Several hedge funds are holding or buying KEX in the fourth quarter of 2020, with many trusting in the long-term viability of its transport.
While additive manufacturing may replace transport of finished goods, the bulk goods and liquids transported by Kirby will remain needed, even in a poor economy. In fact, many hedge funds are depending on the stock for a long-term investment.
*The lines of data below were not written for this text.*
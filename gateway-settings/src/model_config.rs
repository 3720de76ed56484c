use gateway_core::capability::RawCapsMeta;
use gateway_core::{BackendKind, LoadMode};
use serde::Deserialize;
use std::collections::HashSet;

#[derive(Debug, Clone, Deserialize)]
pub struct ModelSpec {
    pub id: String,
    pub backend: BackendKind,
    #[serde(default = "default_load_mode")]
    pub load_mode: LoadMode,
    #[serde(default)]
    pub capabilities: Option<RawCapsMeta>,
    #[serde(default)]
    pub device: Option<String>,
    #[serde(default)]
    pub dtype: Option<String>,
    #[serde(default)]
    pub quantization: Option<String>,
    #[serde(default)]
    pub trust_remote_code: bool,
    #[serde(default)]
    pub notes: Option<String>,
    /// Required for `backend = remote`.
    #[serde(default)]
    pub base_url: Option<String>,
}

fn default_load_mode() -> LoadMode {
    LoadMode::Lazy
}

#[derive(Debug, Clone, Default, Deserialize)]
pub struct ModelsDefaults {
    #[serde(default)]
    pub device: Option<String>,
    #[serde(default)]
    pub dtype: Option<String>,
}

#[derive(Debug, Clone, Deserialize)]
pub struct ModelsConfigSource {
    pub primary_id: String,
    pub models: Vec<ModelSpec>,
    #[serde(default)]
    pub defaults: ModelsDefaults,
}

/// Validated, ordering-normalized view of `models.yaml`: `primary_id` is
/// guaranteed to be first in `models` and to appear exactly once.
#[derive(Debug, Clone)]
pub struct ModelsConfig {
    pub primary_id: String,
    pub models: Vec<ModelSpec>,
    pub defaults: ModelsDefaults,
}

impl ModelsConfig {
    pub fn validate(source: ModelsConfigSource) -> Result<Self, String> {
        if source.primary_id.trim().is_empty() {
            return Err("primary_id must not be empty".to_string());
        }
        let mut seen = HashSet::new();
        for m in &source.models {
            if m.id.trim().is_empty() {
                return Err("model id must not be empty".to_string());
            }
            if m.backend == BackendKind::Remote && m.base_url.is_none() {
                return Err(format!("model `{}` is remote but has no base_url", m.id));
            }
            if !seen.insert(m.id.clone()) {
                return Err(format!("duplicate model id `{}`", m.id));
            }
        }

        let mut models = source.models;
        match models.iter().position(|m| m.id == source.primary_id) {
            Some(idx) => {
                let primary = models.remove(idx);
                models.insert(0, primary);
            }
            None => {
                return Err(format!(
                    "primary_id `{}` not present in model list",
                    source.primary_id
                ));
            }
        }

        Ok(Self { primary_id: source.primary_id, models, defaults: source.defaults })
    }
}

#[cfg(test)]
mod tests {
    use super::*;

    fn spec(id: &str) -> ModelSpec {
        ModelSpec {
            id: id.to_string(),
            backend: BackendKind::Local,
            load_mode: LoadMode::Lazy,
            capabilities: None,
            device: None,
            dtype: None,
            quantization: None,
            trust_remote_code: false,
            notes: None,
            base_url: None,
        }
    }

    #[test]
    fn primary_moved_to_front() {
        let source = ModelsConfigSource {
            primary_id: "b".to_string(),
            models: vec![spec("a"), spec("b"), spec("c")],
            defaults: ModelsDefaults::default(),
        };
        let cfg = ModelsConfig::validate(source).unwrap();
        assert_eq!(cfg.models[0].id, "b");
        assert_eq!(cfg.models.len(), 3);
    }

    #[test]
    fn missing_primary_rejected() {
        let source = ModelsConfigSource {
            primary_id: "missing".to_string(),
            models: vec![spec("a")],
            defaults: ModelsDefaults::default(),
        };
        assert!(ModelsConfig::validate(source).is_err());
    }

    #[test]
    fn duplicate_ids_rejected() {
        let source = ModelsConfigSource {
            primary_id: "a".to_string(),
            models: vec![spec("a"), spec("a")],
            defaults: ModelsDefaults::default(),
        };
        assert!(ModelsConfig::validate(source).is_err());
    }

    #[test]
    fn remote_without_base_url_rejected() {
        let mut m = spec("a");
        m.backend = BackendKind::Remote;
        let source = ModelsConfigSource {
            primary_id: "a".to_string(),
            models: vec![m],
            defaults: ModelsDefaults::default(),
        };
        assert!(ModelsConfig::validate(source).is_err());
    }
}
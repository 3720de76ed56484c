use crate::coordinator::{self, GenerateRequest};
use crate::error::AppError;
use crate::routes::{client_host, Authenticated, ValidatedJson};
use crate::state::AppState;
use axum::extract::State;
use axum::http::HeaderMap;
use axum::response::IntoResponse;
use axum::Json;
use gateway_core::{GatewayError, Route};
use gateway_model::backend::GenerationParams;
use serde::{Deserialize, Serialize};
use std::sync::Arc;

#[derive(Debug, Deserialize)]
pub struct GenerateBody {
    pub prompt: String,
    pub model: Option<String>,
    #[serde(default = "default_true")]
    pub cache: bool,
    #[serde(default)]
    pub max_new_tokens: Option<u32>,
    #[serde(default)]
    pub temperature: Option<f32>,
    #[serde(default)]
    pub top_p: Option<f32>,
    #[serde(default)]
    pub top_k: Option<u32>,
    #[serde(default)]
    pub stop: Option<Vec<String>>,
}

fn default_true() -> bool {
    true
}

#[derive(Debug, Serialize)]
pub struct GenerateResponseBody {
    pub model: String,
    pub output: String,
    pub cached: bool,
    pub request_id: String,
}

/// `POST /v1/generate`.
pub async fn generate(
    State(state): State<Arc<AppState>>,
    Authenticated(auth): Authenticated,
    headers: HeaderMap,
    ValidatedJson(body): ValidatedJson<GenerateBody>,
) -> Result<impl IntoResponse, AppError> {
    if body.prompt.trim().is_empty() {
        return Err(AppError::new(GatewayError::ValidationError { fields: vec!["prompt".to_string()] }));
    }

    let host = client_host(&headers);
    let ctx = gateway_core::RequestCtx::new(Route::Generate);
    let one = run_one(&state, &ctx, &auth, &host, body.prompt, body.model, body.cache, &GenerationParams {
        max_new_tokens: body.max_new_tokens,
        temperature: body.temperature,
        top_p: body.top_p,
        top_k: body.top_k,
        stop: body.stop,
    })
    .await
    .map_err(|e| AppError::with_request_id(e, ctx.request_id.to_string()))?;

    Ok(Json(GenerateResponseBody {
        model: one.model,
        output: one.output,
        cached: one.cached,
        request_id: ctx.request_id.to_string(),
    }))
}

#[derive(Debug, Deserialize)]
pub struct GenerateBatchBody {
    pub prompts: Vec<String>,
    pub model: Option<String>,
    #[serde(default = "default_true")]
    pub cache: bool,
    #[serde(default)]
    pub max_new_tokens: Option<u32>,
    #[serde(default)]
    pub temperature: Option<f32>,
    #[serde(default)]
    pub top_p: Option<f32>,
    #[serde(default)]
    pub top_k: Option<u32>,
    #[serde(default)]
    pub stop: Option<Vec<String>>,
}

#[derive(Debug, Serialize)]
#[serde(untagged)]
pub enum BatchItem {
    Ok { model: String, output: String, cached: bool },
    Err { code: String, message: String },
}

#[derive(Debug, Serialize)]
pub struct GenerateBatchResponseBody {
    pub results: Vec<BatchItem>,
    pub request_id: String,
}

/// `POST /v1/generate/batch`: same params as `/v1/generate` with
/// `prompts: []`, processed in order; one item's failure does not abort
/// the rest of the batch.
pub async fn generate_batch(
    State(state): State<Arc<AppState>>,
    Authenticated(auth): Authenticated,
    headers: HeaderMap,
    ValidatedJson(body): ValidatedJson<GenerateBatchBody>,
) -> Result<impl IntoResponse, AppError> {
    if body.prompts.is_empty() {
        return Err(AppError::new(GatewayError::ValidationError { fields: vec!["prompts".to_string()] }));
    }

    let host = client_host(&headers);
    let ctx = gateway_core::RequestCtx::new(Route::GenerateBatch);
    let params = GenerationParams {
        max_new_tokens: body.max_new_tokens,
        temperature: body.temperature,
        top_p: body.top_p,
        top_k: body.top_k,
        stop: body.stop,
    };

    let mut results = Vec::with_capacity(body.prompts.len());
    for prompt in body.prompts {
        let item = match run_one(&state, &ctx, &auth, &host, prompt, body.model.clone(), body.cache, &params).await {
            Ok(one) => BatchItem::Ok { model: one.model, output: one.output, cached: one.cached },
            Err(e) => BatchItem::Err { code: e.code().to_string(), message: e.to_string() },
        };
        results.push(item);
    }

    Ok(Json(GenerateBatchResponseBody { results, request_id: ctx.request_id.to_string() }))
}

struct OneResult {
    model: String,
    output: String,
    cached: bool,
}

async fn run_one(
    state: &AppState,
    ctx: &gateway_core::RequestCtx,
    auth: &gateway_auth::AuthContext,
    host: &str,
    prompt: String,
    model: Option<String>,
    cache: bool,
    params: &GenerationParams,
) -> Result<OneResult, GatewayError> {
    let req = GenerateRequest { prompt, model, cache, params: params.clone() };
    let resp = coordinator::generate(state, ctx, auth, host, req).await?;
    Ok(OneResult { model: resp.model, output: resp.output, cached: resp.cached })
}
Dirt Cheap Stocks with Potential: The Bottom Line
The end of 2020 is sure to be rough. Between a presidential election, the end of government-backed financial assistance, and rising geopolitical tensions, there may not be many safe places to invest your money.
While some companies are experiencing all-time highs, others are available at a deep discount compared to the general market.
Albertsons is at the forefront of how we shop for post-pandemic groceries and meals. CVS is expanding beyond prescriptions into telehealth and curbside vaccinations. Kirby is continuing to bring necessary goods through the country’s waterways. Each is a fundamental part of the economy that’s available for dirt cheap right now.